Aim of the exercise: Your response should match the records line for line.

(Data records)
################
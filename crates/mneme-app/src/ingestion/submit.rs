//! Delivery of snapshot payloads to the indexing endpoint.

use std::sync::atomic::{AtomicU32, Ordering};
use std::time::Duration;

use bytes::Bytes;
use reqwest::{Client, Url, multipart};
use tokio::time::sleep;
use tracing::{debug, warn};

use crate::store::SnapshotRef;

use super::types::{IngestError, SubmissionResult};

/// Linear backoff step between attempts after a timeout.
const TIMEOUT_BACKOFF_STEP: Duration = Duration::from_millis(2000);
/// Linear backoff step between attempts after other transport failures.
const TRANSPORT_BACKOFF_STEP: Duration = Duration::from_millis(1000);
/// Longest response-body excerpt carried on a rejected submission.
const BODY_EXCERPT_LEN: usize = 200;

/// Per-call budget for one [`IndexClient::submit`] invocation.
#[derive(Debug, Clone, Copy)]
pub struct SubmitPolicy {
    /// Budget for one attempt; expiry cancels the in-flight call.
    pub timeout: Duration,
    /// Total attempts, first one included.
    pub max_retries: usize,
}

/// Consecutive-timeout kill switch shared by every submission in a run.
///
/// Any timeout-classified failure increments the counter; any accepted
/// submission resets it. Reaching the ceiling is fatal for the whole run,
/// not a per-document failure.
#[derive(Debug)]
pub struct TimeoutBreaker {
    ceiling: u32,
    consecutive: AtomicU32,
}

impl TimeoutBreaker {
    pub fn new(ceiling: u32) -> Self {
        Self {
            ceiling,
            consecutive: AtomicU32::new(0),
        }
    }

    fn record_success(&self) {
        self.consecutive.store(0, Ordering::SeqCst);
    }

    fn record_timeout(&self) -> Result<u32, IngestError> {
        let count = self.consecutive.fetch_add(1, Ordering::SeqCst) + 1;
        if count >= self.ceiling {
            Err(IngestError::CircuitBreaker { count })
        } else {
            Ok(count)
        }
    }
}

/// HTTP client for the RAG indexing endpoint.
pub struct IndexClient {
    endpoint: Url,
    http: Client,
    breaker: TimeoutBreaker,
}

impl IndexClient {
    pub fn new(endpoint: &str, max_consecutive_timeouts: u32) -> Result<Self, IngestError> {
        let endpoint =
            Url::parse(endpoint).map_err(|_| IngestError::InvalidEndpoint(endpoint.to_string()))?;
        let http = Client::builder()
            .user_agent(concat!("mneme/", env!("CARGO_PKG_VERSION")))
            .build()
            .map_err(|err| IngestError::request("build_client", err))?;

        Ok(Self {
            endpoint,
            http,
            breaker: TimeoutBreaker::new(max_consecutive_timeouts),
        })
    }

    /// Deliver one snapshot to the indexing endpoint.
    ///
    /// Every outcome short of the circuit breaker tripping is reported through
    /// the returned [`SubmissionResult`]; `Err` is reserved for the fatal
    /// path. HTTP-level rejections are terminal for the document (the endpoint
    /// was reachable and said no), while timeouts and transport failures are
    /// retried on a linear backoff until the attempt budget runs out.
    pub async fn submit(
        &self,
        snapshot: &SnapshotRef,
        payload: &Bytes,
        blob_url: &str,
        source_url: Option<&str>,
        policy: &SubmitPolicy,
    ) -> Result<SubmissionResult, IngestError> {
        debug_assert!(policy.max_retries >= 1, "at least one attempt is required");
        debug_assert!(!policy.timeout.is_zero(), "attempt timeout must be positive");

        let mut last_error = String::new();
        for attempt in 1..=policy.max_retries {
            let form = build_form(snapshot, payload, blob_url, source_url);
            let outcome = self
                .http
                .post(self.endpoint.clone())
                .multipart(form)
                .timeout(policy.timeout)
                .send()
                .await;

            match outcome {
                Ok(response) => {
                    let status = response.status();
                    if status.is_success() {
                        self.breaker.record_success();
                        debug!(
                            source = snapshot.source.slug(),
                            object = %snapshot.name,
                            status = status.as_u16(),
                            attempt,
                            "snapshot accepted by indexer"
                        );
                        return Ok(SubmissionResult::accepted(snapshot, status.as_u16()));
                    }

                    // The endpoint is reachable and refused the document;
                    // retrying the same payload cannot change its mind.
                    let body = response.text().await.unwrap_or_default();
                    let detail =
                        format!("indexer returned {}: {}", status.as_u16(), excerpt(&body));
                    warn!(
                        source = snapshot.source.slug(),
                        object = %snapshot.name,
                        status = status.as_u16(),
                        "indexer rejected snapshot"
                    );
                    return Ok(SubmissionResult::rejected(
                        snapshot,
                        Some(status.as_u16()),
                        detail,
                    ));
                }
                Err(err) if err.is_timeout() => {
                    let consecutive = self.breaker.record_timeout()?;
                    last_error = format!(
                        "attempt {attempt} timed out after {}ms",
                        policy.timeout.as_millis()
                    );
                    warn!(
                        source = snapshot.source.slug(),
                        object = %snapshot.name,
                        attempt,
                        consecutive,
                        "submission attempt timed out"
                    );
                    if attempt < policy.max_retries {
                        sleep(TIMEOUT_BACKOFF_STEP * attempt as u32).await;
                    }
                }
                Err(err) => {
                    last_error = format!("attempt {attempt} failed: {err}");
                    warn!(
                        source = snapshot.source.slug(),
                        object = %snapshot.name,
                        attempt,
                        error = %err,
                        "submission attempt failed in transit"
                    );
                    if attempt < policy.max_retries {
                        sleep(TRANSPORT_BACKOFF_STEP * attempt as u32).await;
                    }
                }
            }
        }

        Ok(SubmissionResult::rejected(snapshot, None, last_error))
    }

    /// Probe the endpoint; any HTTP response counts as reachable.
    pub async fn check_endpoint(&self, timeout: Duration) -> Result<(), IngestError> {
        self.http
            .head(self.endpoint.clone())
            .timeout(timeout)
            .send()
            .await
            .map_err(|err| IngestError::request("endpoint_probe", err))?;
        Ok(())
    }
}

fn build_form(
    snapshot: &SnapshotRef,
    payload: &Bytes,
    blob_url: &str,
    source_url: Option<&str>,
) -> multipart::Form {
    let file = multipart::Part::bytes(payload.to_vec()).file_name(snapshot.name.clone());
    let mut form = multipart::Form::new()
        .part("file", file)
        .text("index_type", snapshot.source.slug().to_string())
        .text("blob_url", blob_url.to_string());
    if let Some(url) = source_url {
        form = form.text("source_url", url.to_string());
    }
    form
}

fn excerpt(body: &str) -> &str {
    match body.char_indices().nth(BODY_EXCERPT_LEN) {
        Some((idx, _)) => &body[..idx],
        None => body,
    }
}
################
Solution for this problem:
filename crates/mneme-app/src/ingestion/submit.rs
//! Delivery of snapshot payloads to the indexing endpoint.

use std::sync::atomic::{AtomicU32, Ordering};
use std::time::Duration;

use bytes::Bytes;
use reqwest::{Client, Url, multipart};
use tokio::time::sleep;
use tracing::{debug, warn};

use crate::store::SnapshotRef;

use super::types::{IngestError, SubmissionResult};

/// Linear backoff step between attempts after a timeout.
const TIMEOUT_BACKOFF_STEP: Duration = Duration::from_millis(2000);
/// Linear backoff step between attempts after other transport failures.
const TRANSPORT_BACKOFF_STEP: Duration = Duration::from_millis(1000);
/// Longest response-body excerpt carried on a rejected submission.
const BODY_EXCERPT_LEN: usize = 200;

/// Per-call budget for one [`IndexClient::submit`] invocation.
#[derive(Debug, Clone, Copy)]
pub struct SubmitPolicy {
    /// Budget for one attempt; expiry cancels the in-flight call.
    pub timeout: Duration,
    /// Total attempts, first one included.
    pub max_retries: usize,
}

/// Consecutive-timeout kill switch shared by every submission in a run.
///
/// Any timeout-classified failure increments the counter; any accepted
/// submission resets it. Reaching the ceiling is fatal for the whole run,
/// not a per-document failure.
#[derive(Debug)]
pub struct TimeoutBreaker {
    ceiling: u32,
    consecutive: AtomicU32,
}

impl TimeoutBreaker {
    pub fn new(ceiling: u32) -> Self {
        Self {
            ceiling,
            consecutive: AtomicU32::new(0),
        }
    }

    fn record_success(&self) {
        self.consecutive.store(0, Ordering::SeqCst);
    }

    fn record_timeout(&self) -> Result<u32, IngestError> {
        let count = self.consecutive.fetch_add(1, Ordering::SeqCst) + 1;
        if count >= self.ceiling {
            Err(IngestError::CircuitBreaker { count })
        } else {
            Ok(count)
        }
    }
}

/// HTTP client for the RAG indexing endpoint.
pub struct IndexClient {
    endpoint: Url,
    http: Client,
    breaker: TimeoutBreaker,
}

impl IndexClient {
    pub fn new(endpoint: &str, max_consecutive_timeouts: u32) -> Result<Self, IngestError> {
        let endpoint =
            Url::parse(endpoint).map_err(|_| IngestError::InvalidEndpoint(endpoint.to_string()))?;
        let http = Client::builder()
            .user_agent(concat!("mneme/", env!("CARGO_PKG_VERSION")))
            .build()
            .map_err(|err| IngestError::request("build_client", err))?;

        Ok(Self {
            endpoint,
            http,
            breaker: TimeoutBreaker::new(max_consecutive_timeouts),
        })
    }

    /// Deliver one snapshot to the indexing endpoint.
    ///
    /// Every outcome short of the circuit breaker tripping is reported through
    /// the returned [`SubmissionResult`]; `Err` is reserved for the fatal
    /// path. HTTP-level rejections are terminal for the document (the endpoint
    /// was reachable and said no), while timeouts and transport failures are
    /// retried on a linear backoff until the attempt budget runs out.
    pub async fn submit(
        &self,
        snapshot: &SnapshotRef,
        payload: &Bytes,
        blob_url: &str,
        source_url: Option<&str>,
        policy: &SubmitPolicy,
    ) -> Result<SubmissionResult, IngestError> {
        debug_assert!(policy.max_retries >= 1, "at least one attempt is required");
        debug_assert!(!policy.timeout.is_zero(), "attempt timeout must be positive");

        let mut last_error = String::new();
        for attempt in 1..=policy.max_retries {
            let form = build_form(snapshot, payload, blob_url, source_url);
            let outcome = self
                .http
                .post(self.endpoint.clone())
                .multipart(form)
                .timeout(policy.timeout)
                .send()
                .await;

            match outcome {
                Ok(response) => {
                    let status = response.status();
                    if status.is_success() {
                        self.breaker.record_success();
                        debug!(
                            source = snapshot.source.slug(),
                            object = %snapshot.name,
                            status = status.as_u16(),
                            attempt,
                            "snapshot accepted by indexer"
                        );
                        return Ok(SubmissionResult::accepted(snapshot, status.as_u16()));
                    }

                    // The endpoint is reachable and refused the document;
                    // retrying the same payload cannot change its mind.
                    let body = response.text().await.unwrap_or_default();
                    let detail =
                        format!("indexer returned {}: {}", status.as_u16(), excerpt(&body));
                    warn!(
                        source = snapshot.source.slug(),
                        object = %snapshot.name,
                        status = status.as_u16(),
                        "indexer rejected snapshot"
                    );
                    return Ok(SubmissionResult::rejected(
                        snapshot,
                        Some(status.as_u16()),
                        detail,
                    ));
                }
                Err(err) if err.is_timeout() => {
                    let consecutive = self.breaker.record_timeout()?;
                    last_error = format!(
                        "attempt {attempt} timed out after {}ms",
                        policy.timeout.as_millis()
                    );
                    warn!(
                        source = snapshot.source.slug(),
                        object = %snapshot.name,
                        attempt,
                        consecutive,
                        "submission attempt timed out"
                    );
                    if attempt < policy.max_retries {
                        sleep(TIMEOUT_BACKOFF_STEP * attempt as u32).await;
                    }
                }
                Err(err) => {
                    last_error = format!("attempt {attempt} failed: {err}");
                    warn!(
                        source = snapshot.source.slug(),
                        object = %snapshot.name,
                        attempt,
                        error = %err,
                        "submission attempt failed in transit"
                    );
                    if attempt < policy.max_retries {
                        sleep(TRANSPORT_BACKOFF_STEP * attempt as u32).await;
                    }
                }
            }
        }

        Ok(SubmissionResult::rejected(snapshot, None, last_error))
    }

    /// Probe the endpoint; any HTTP response counts as reachable.
    pub async fn check_endpoint(&self, timeout: Duration) -> Result<(), IngestError> {
        self.http
            .head(self.endpoint.clone())
            .timeout(timeout)
            .send()
            .await
            .map_err(|err| IngestError::request("endpoint_probe", err))?;
        Ok(())
    }
}

fn build_form(
    snapshot: &SnapshotRef,
    payload: &Bytes,
    blob_url: &str,
    source_url: Option<&str>,
) -> multipart::Form {
    let file = multipart::Part::bytes(payload.to_vec()).file_name(snapshot.name.clone());
    let mut form = multipart::Form::new()
        .part("file", file)
        .text("index_type", snapshot.source.slug().to_string())
        .text("blob_url", blob_url.to_string());
    if let Some(url) = source_url {
        form = form.text("source_url", url.to_string());
    }
    form
}

fn excerpt(body: &str) -> &str {
    match body.char_indices().nth(BODY_EXCERPT_LEN) {
        Some((idx, _)) => &body[..idx],
        None => body,
    }
}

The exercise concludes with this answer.